↓↓↓
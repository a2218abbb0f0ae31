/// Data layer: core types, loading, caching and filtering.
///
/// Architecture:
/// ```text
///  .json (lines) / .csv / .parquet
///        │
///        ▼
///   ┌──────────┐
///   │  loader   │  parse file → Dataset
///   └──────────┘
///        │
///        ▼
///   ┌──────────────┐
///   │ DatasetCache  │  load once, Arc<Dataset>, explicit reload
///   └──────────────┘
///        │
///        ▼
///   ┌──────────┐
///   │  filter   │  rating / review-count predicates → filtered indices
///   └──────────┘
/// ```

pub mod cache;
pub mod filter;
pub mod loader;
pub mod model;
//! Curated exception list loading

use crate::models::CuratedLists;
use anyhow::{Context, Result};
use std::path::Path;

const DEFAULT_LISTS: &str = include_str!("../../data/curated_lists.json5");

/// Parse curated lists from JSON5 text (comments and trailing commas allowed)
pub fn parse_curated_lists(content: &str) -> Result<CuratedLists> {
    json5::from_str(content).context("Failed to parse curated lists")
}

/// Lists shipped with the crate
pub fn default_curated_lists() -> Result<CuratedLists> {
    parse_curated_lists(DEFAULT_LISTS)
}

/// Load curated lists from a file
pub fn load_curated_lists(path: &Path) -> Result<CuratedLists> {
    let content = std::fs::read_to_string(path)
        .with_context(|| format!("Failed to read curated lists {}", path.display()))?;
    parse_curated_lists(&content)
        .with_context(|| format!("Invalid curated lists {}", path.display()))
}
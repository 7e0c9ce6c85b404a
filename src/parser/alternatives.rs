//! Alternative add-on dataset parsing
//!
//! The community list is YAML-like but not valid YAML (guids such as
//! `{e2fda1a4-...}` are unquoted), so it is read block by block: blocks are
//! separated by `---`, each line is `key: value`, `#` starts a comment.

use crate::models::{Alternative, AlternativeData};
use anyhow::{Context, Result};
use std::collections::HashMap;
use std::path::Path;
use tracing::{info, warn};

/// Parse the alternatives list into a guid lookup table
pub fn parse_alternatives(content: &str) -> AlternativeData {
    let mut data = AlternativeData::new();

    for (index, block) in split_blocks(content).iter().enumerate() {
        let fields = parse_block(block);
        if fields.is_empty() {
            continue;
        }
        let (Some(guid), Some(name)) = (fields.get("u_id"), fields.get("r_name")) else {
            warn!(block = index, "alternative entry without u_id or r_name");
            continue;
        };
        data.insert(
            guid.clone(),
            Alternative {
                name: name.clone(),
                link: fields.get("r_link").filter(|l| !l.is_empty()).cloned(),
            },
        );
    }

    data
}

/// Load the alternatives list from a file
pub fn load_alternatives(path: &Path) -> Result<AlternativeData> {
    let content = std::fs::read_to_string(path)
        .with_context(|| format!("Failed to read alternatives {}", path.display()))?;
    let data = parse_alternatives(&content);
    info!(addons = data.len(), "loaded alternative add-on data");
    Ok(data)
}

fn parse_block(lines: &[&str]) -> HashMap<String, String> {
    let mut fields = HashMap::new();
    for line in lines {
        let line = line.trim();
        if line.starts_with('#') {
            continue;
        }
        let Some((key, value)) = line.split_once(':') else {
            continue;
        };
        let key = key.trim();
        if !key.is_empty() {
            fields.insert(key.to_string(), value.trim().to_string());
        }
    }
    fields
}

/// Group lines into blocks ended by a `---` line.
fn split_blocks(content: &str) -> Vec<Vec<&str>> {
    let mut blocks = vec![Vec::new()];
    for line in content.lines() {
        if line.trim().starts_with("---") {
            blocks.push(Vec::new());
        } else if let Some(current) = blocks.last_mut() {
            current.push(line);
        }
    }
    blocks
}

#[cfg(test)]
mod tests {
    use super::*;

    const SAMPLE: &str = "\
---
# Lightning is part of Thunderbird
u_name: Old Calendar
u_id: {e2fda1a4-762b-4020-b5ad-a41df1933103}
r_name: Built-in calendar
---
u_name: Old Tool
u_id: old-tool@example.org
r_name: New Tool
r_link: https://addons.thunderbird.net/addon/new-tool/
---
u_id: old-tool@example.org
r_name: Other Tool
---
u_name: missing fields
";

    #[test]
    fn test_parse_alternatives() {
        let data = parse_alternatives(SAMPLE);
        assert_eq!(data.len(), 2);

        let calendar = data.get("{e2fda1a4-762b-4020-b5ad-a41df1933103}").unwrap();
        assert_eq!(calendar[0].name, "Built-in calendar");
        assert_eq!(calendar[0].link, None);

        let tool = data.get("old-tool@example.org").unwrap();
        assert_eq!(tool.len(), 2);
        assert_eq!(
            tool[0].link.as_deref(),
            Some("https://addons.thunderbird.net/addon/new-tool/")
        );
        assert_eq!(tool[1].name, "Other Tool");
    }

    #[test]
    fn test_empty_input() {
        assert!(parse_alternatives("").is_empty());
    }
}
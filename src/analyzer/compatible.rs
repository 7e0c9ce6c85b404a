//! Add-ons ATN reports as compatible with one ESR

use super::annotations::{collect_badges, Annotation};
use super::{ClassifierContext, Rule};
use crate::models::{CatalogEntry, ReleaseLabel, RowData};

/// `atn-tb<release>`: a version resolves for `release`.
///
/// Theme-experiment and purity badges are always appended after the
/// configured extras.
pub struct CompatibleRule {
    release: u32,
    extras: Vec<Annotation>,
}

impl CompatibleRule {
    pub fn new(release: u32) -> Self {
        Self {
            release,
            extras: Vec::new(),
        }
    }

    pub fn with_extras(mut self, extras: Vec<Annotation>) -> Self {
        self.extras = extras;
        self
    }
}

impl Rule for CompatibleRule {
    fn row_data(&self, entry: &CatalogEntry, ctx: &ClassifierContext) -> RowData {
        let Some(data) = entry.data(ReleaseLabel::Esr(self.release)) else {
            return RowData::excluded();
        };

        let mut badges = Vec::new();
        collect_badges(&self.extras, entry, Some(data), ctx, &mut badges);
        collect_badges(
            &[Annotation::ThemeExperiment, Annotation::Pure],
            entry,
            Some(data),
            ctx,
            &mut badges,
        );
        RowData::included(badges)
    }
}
↑↑↑
» **The task**: Check each line of the records above, and copy those that hold the word "content".

» **Expected output**:
pub fn parse_curated_lists(content: &str) -> Result<CuratedLists> {
    json5::from_str(content).context("Failed to parse curated lists")
    let content = std::fs::read_to_string(path)
    parse_curated_lists(&content)
pub fn parse_alternatives(content: &str) -> AlternativeData {
    for (index, block) in split_blocks(content).iter().enumerate() {
    let content = std::fs::read_to_string(path)
    let data = parse_alternatives(&content);
fn split_blocks(content: &str) -> Vec<Vec<&str>> {
    for line in content.lines() {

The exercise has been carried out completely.